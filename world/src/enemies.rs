//! Enemy movement along the waypoint path and timed status effects.

use std::time::Duration;

use waypoint_defence_core::{
    Bounds, EnemyKind, EnemySnapshot, EntityId, PoisonEffect, SlowEffect, Size, Vec2,
};

/// Distance at which an enemy counts as having reached a waypoint.
const WAYPOINT_TOLERANCE: f32 = 2.0;

const POISON_INTERVAL: Duration = Duration::from_millis(500);

#[derive(Clone, Copy, Debug, PartialEq)]
struct Slow {
    fraction: f32,
    expires_at: Duration,
}

#[derive(Clone, Copy, Debug, PartialEq)]
struct Poison {
    damage_per_tick: f32,
    next_tick: Duration,
    expires_at: Duration,
}

/// What happened to an enemy during its update.
#[derive(Clone, Copy, Debug, PartialEq, Eq)]
pub(crate) enum Outcome {
    Walking,
    Killed,
    Leaked,
}

/// Enemy stored inside the world.
#[derive(Clone, Debug)]
pub(crate) struct EnemyState {
    pub(crate) id: EntityId,
    pub(crate) kind: EnemyKind,
    center: Vec2,
    size: Size,
    health: f32,
    max_health: f32,
    pub(crate) armor: f32,
    speed: f32,
    waypoint: usize,
    progress: f32,
    slow: Option<Slow>,
    poison: Option<Poison>,
    stunned_until: Option<Duration>,
    pub(crate) active: bool,
}

impl EnemyState {
    /// Creates an enemy standing on `entry` and heading for the next waypoint.
    pub(crate) fn new(id: EntityId, kind: EnemyKind, entry: Vec2) -> Self {
        let stats = kind.stats();
        Self {
            id,
            kind,
            center: entry,
            size: kind.size(),
            health: stats.health,
            max_health: stats.health,
            armor: stats.armor,
            speed: stats.speed,
            waypoint: 1,
            progress: 0.0,
            slow: None,
            poison: None,
            stunned_until: None,
            active: true,
        }
    }

    pub(crate) const fn center(&self) -> Vec2 {
        self.center
    }

    pub(crate) fn bounds(&self) -> Bounds {
        Bounds::centered_at(self.center, self.size)
    }

    pub(crate) fn is_alive(&self) -> bool {
        self.active && self.health > 0.0
    }

    /// Current movement speed after slow and stun.
    pub(crate) fn effective_speed(&self, now: Duration) -> f32 {
        if self.stunned_until.is_some_and(|until| until > now) {
            return 0.0;
        }
        let slow = self
            .slow
            .filter(|slow| slow.expires_at > now)
            .map_or(0.0, |slow| slow.fraction);
        self.speed * (1.0 - slow.clamp(0.0, 1.0))
    }

    /// Subtracts `amount` from the health pool.
    ///
    /// Returns `true` only for the hit that brings health to zero, so rewards
    /// are paid exactly once.
    pub(crate) fn apply_damage(&mut self, amount: f32) -> bool {
        if self.health <= 0.0 || amount <= 0.0 {
            return false;
        }
        self.health -= amount;
        if self.health <= 0.0 {
            self.health = 0.0;
            self.active = false;
            return true;
        }
        false
    }

    pub(crate) fn apply_slow(&mut self, effect: SlowEffect, now: Duration) {
        let previous = self
            .slow
            .filter(|slow| slow.expires_at > now)
            .map_or(0.0, |slow| slow.fraction);
        self.slow = Some(Slow {
            fraction: previous.max(effect.fraction),
            expires_at: now + effect.duration,
        });
    }

    pub(crate) fn apply_poison(&mut self, effect: PoisonEffect, now: Duration) {
        let expires_at = now + effect.duration;
        self.poison = Some(match self.poison.filter(|poison| poison.expires_at > now) {
            Some(current) => Poison {
                damage_per_tick: current.damage_per_tick.max(effect.damage_per_tick),
                next_tick: current.next_tick,
                expires_at,
            },
            None => Poison {
                damage_per_tick: effect.damage_per_tick,
                next_tick: now + POISON_INTERVAL,
                expires_at,
            },
        });
    }

    pub(crate) fn apply_stun(&mut self, duration: Duration, now: Duration) {
        self.stunned_until = Some(now + duration);
    }

    /// Applies poison ticks that fell due, then walks along `path`.
    pub(crate) fn update(&mut self, now: Duration, dt: Duration, path: &[Vec2]) -> Outcome {
        if !self.is_alive() {
            return Outcome::Walking;
        }
        if self.tick_poison(now) {
            return Outcome::Killed;
        }
        self.walk(now, dt, path)
    }

    fn tick_poison(&mut self, now: Duration) -> bool {
        let Some(mut poison) = self.poison else {
            return false;
        };
        let mut killed = false;
        while !killed && poison.next_tick <= now && poison.next_tick <= poison.expires_at {
            killed = self.apply_damage(poison.damage_per_tick);
            poison.next_tick += POISON_INTERVAL;
        }
        self.poison = (poison.expires_at > now && !killed).then_some(poison);
        killed
    }

    fn walk(&mut self, now: Duration, dt: Duration, path: &[Vec2]) -> Outcome {
        let mut budget = self.effective_speed(now) * dt.as_secs_f32();
        while let Some(target) = path.get(self.waypoint).copied() {
            let distance = self.center.distance(target);
            if distance <= WAYPOINT_TOLERANCE || distance <= budget {
                let step = distance.min(budget);
                self.center = target;
                self.progress += step;
                budget -= step;
                self.waypoint += 1;
                continue;
            }
            if budget <= 0.0 {
                break;
            }
            self.center = self.center.step_towards(target, budget);
            self.progress += budget;
            if self.center.distance(target) <= WAYPOINT_TOLERANCE {
                self.waypoint += 1;
            }
            break;
        }

        if self.waypoint >= path.len() {
            self.active = false;
            return Outcome::Leaked;
        }
        Outcome::Walking
    }

    pub(crate) fn snapshot(&self, now: Duration) -> EnemySnapshot {
        EnemySnapshot {
            id: self.id,
            kind: self.kind,
            bounds: self.bounds(),
            health: self.health,
            max_health: self.max_health,
            progress: self.progress,
            waypoint: self.waypoint,
            slow: self
                .slow
                .filter(|slow| slow.expires_at > now)
                .map_or(0.0, |slow| slow.fraction),
            poisoned: self.poison.is_some_and(|poison| poison.expires_at > now),
            stunned: self.stunned_until.is_some_and(|until| until > now),
        }
    }
}

#[cfg(test)]
mod tests {
    use super::*;

    const SECOND: Duration = Duration::from_secs(1);

    fn path() -> Vec<Vec2> {
        vec![
            Vec2::new(0.0, 0.0),
            Vec2::new(100.0, 0.0),
            Vec2::new(100.0, 100.0),
        ]
    }

    fn assert_near(actual: Vec2, expected: Vec2) {
        assert!(actual.distance(expected) < 1e-3, "{actual:?} != {expected:?}");
    }

    fn goblin() -> EnemyState {
        EnemyState::new(EntityId::new(1), EnemyKind::Goblin, Vec2::new(0.0, 0.0))
    }

    #[test]
    fn walks_at_base_speed_and_turns_corners() {
        let mut enemy = goblin();
        let path = path();

        assert_eq!(enemy.update(SECOND, SECOND, &path), Outcome::Walking);
        assert_near(enemy.center(), Vec2::new(80.0, 0.0));

        assert_eq!(enemy.update(SECOND * 2, SECOND, &path), Outcome::Walking);
        assert_near(enemy.center(), Vec2::new(100.0, 60.0));
        assert_eq!(enemy.snapshot(SECOND * 2).waypoint, 2);
        assert!((enemy.snapshot(SECOND * 2).progress - 160.0).abs() < 1e-3);
    }

    #[test]
    fn reaching_the_last_waypoint_leaks_once() {
        let mut enemy = goblin();
        let path = path();

        assert_eq!(enemy.update(SECOND * 3, SECOND * 3, &path), Outcome::Leaked);
        assert!(!enemy.is_alive());
        assert_eq!(enemy.update(SECOND * 4, SECOND, &path), Outcome::Walking);
    }

    #[test]
    fn slow_scales_speed_and_stun_stops_movement() {
        let mut enemy = goblin();
        enemy.apply_slow(SlowEffect::new(0.5, SECOND * 2), Duration::ZERO);
        enemy.apply_slow(SlowEffect::new(0.2, SECOND * 2), Duration::ZERO);
        assert_eq!(enemy.effective_speed(Duration::ZERO), 40.0);
        assert_eq!(enemy.effective_speed(SECOND * 2), 80.0);

        enemy.apply_stun(Duration::from_millis(500), Duration::ZERO);
        let path = path();
        assert_eq!(
            enemy.update(Duration::from_millis(100), Duration::from_millis(100), &path),
            Outcome::Walking
        );
        assert_eq!(enemy.center(), Vec2::new(0.0, 0.0));
        assert!(enemy.snapshot(Duration::from_millis(100)).stunned);
    }

    #[test]
    fn poison_ticks_every_half_second_and_bypasses_movement() {
        let mut enemy = goblin();
        enemy.apply_poison(PoisonEffect::new(5.0, SECOND * 3), Duration::ZERO);
        enemy.apply_stun(SECOND * 10, Duration::ZERO);
        let path = path();

        let _ = enemy.update(SECOND, SECOND, &path);
        assert_eq!(enemy.snapshot(SECOND).health, 40.0);

        let _ = enemy.update(SECOND * 4, SECOND * 3, &path);
        assert_eq!(enemy.snapshot(SECOND * 4).health, 20.0);
        assert!(!enemy.snapshot(SECOND * 4).poisoned);
    }

    #[test]
    fn refreshing_poison_keeps_the_stronger_dose() {
        let mut enemy = goblin();
        enemy.apply_poison(PoisonEffect::new(8.0, SECOND), Duration::ZERO);
        enemy.apply_poison(PoisonEffect::new(3.0, SECOND), Duration::from_millis(900));
        enemy.apply_stun(SECOND * 10, Duration::ZERO);

        let _ = enemy.update(Duration::from_millis(1_900), Duration::from_millis(1_900), &path());
        assert_eq!(enemy.snapshot(Duration::from_millis(1_900)).health, 50.0 - 8.0 * 3.0);
    }

    #[test]
    fn lethal_damage_reports_the_kill_once() {
        let mut enemy = goblin();
        assert!(!enemy.apply_damage(30.0));
        assert!(enemy.apply_damage(30.0));
        assert!(!enemy.apply_damage(30.0));
        assert!(!enemy.is_alive());
    }
}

* [WORK INSTRUCTIONS]
A single number is the answer: the count of lines above that include the string "armor".

* [ANSWER SECTION]
2